> Work instruction
How many of the lines below include the word "space"? Only the number should be given.

> Given records

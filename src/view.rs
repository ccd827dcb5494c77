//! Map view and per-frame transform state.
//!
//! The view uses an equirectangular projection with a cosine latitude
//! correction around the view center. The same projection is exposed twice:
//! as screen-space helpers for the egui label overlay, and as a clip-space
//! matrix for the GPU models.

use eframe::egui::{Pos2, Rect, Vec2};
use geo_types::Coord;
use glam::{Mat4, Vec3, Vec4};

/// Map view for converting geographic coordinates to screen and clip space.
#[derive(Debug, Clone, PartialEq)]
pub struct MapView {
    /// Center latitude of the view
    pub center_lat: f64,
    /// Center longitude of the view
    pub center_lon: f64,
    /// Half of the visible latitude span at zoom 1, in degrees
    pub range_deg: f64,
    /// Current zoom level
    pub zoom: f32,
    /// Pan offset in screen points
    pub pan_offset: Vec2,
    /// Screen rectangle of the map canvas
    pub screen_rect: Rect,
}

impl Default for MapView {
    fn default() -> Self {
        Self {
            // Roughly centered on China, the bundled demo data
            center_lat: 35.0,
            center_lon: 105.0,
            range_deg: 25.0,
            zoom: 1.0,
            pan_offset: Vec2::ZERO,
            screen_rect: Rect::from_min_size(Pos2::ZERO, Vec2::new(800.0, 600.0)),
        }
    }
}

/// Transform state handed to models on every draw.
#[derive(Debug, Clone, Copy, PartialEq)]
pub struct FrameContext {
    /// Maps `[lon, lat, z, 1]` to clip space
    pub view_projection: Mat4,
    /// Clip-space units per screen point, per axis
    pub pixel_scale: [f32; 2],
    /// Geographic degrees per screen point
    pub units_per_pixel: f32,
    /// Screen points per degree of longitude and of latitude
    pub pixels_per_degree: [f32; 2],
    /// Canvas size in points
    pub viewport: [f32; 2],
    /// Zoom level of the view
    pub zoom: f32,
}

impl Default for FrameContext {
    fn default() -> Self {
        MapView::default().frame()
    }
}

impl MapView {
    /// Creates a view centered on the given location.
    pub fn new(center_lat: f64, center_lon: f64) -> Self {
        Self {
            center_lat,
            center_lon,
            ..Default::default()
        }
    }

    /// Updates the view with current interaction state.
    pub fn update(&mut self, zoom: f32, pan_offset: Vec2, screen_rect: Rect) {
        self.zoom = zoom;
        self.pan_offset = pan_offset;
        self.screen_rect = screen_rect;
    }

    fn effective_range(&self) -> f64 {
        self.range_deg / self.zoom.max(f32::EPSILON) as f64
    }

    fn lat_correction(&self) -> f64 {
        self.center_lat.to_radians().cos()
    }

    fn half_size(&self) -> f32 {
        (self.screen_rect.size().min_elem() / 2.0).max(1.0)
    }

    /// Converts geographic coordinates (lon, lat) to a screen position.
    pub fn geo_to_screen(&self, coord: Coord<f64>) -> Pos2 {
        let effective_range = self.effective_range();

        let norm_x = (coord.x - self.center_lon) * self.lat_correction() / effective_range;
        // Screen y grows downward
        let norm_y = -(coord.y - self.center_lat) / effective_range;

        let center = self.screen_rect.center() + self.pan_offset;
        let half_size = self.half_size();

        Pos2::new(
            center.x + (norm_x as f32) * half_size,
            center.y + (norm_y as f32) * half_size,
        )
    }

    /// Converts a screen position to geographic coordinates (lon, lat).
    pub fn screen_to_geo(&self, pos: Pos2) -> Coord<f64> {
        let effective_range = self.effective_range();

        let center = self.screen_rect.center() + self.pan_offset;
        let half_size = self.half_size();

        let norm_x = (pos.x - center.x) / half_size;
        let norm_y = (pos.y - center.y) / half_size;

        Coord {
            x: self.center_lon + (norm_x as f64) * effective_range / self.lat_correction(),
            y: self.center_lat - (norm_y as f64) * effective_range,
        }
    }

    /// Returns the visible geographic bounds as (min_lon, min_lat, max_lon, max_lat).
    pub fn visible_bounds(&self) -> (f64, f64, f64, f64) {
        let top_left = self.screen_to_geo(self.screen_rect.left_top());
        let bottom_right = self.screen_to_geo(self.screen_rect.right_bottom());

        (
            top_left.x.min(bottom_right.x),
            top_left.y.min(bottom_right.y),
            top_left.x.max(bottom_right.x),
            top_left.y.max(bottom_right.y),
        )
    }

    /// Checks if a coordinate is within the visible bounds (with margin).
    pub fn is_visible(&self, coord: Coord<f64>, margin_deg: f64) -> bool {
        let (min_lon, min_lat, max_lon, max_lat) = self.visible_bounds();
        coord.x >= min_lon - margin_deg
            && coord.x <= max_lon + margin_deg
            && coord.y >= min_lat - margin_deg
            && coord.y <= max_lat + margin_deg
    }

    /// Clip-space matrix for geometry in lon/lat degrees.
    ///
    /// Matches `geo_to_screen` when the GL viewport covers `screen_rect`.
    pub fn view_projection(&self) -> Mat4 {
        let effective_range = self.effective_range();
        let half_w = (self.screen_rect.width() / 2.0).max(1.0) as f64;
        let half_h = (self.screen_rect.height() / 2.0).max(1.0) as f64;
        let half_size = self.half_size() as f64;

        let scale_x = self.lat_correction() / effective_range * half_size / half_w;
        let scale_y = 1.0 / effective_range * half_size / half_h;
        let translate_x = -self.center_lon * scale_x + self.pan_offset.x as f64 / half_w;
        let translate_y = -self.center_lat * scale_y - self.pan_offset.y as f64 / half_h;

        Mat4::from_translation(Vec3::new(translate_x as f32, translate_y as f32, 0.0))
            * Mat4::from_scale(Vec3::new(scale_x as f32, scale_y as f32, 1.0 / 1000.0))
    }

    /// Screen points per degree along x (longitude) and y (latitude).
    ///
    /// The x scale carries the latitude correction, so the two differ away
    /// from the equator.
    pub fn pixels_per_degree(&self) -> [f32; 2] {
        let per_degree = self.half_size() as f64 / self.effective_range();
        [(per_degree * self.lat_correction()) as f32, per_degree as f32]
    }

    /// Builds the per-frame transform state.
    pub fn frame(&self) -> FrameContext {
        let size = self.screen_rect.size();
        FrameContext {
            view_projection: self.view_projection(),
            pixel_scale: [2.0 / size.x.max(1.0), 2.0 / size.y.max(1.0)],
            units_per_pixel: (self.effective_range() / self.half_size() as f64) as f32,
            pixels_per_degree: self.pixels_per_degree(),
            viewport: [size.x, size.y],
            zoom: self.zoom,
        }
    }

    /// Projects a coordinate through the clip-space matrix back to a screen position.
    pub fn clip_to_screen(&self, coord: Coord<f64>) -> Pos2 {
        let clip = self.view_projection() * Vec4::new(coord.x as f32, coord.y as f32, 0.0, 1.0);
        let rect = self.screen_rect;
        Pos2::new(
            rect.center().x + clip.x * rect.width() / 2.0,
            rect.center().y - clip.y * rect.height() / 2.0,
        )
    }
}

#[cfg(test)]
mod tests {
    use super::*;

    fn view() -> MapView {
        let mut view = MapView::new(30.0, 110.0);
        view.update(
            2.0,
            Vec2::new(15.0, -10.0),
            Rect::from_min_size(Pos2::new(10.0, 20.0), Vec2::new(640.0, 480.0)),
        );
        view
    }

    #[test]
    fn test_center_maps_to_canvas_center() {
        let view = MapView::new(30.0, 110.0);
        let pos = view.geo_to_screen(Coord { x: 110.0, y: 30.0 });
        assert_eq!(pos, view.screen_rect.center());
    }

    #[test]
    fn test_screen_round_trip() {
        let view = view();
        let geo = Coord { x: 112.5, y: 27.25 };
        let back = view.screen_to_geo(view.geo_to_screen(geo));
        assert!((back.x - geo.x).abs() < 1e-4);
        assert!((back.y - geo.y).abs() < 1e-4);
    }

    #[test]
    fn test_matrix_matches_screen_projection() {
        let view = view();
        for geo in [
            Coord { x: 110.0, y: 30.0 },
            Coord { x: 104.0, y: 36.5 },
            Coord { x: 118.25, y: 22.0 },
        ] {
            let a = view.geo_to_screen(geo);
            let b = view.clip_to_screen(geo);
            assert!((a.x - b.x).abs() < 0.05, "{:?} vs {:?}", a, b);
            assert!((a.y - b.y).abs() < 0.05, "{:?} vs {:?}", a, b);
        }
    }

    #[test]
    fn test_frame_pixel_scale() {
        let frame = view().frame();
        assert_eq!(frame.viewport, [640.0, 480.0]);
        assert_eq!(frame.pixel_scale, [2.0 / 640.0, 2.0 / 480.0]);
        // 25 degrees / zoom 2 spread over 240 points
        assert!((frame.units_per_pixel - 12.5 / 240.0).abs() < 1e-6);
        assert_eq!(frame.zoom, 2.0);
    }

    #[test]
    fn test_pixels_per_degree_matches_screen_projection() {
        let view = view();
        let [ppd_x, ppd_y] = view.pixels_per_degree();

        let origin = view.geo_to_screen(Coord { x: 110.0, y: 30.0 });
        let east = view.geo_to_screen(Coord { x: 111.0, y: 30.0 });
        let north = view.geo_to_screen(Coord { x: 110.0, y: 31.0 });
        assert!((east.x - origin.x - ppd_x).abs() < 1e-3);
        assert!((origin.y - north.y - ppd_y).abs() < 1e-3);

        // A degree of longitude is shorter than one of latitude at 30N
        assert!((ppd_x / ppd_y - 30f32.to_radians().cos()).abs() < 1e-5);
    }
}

> Final answer
6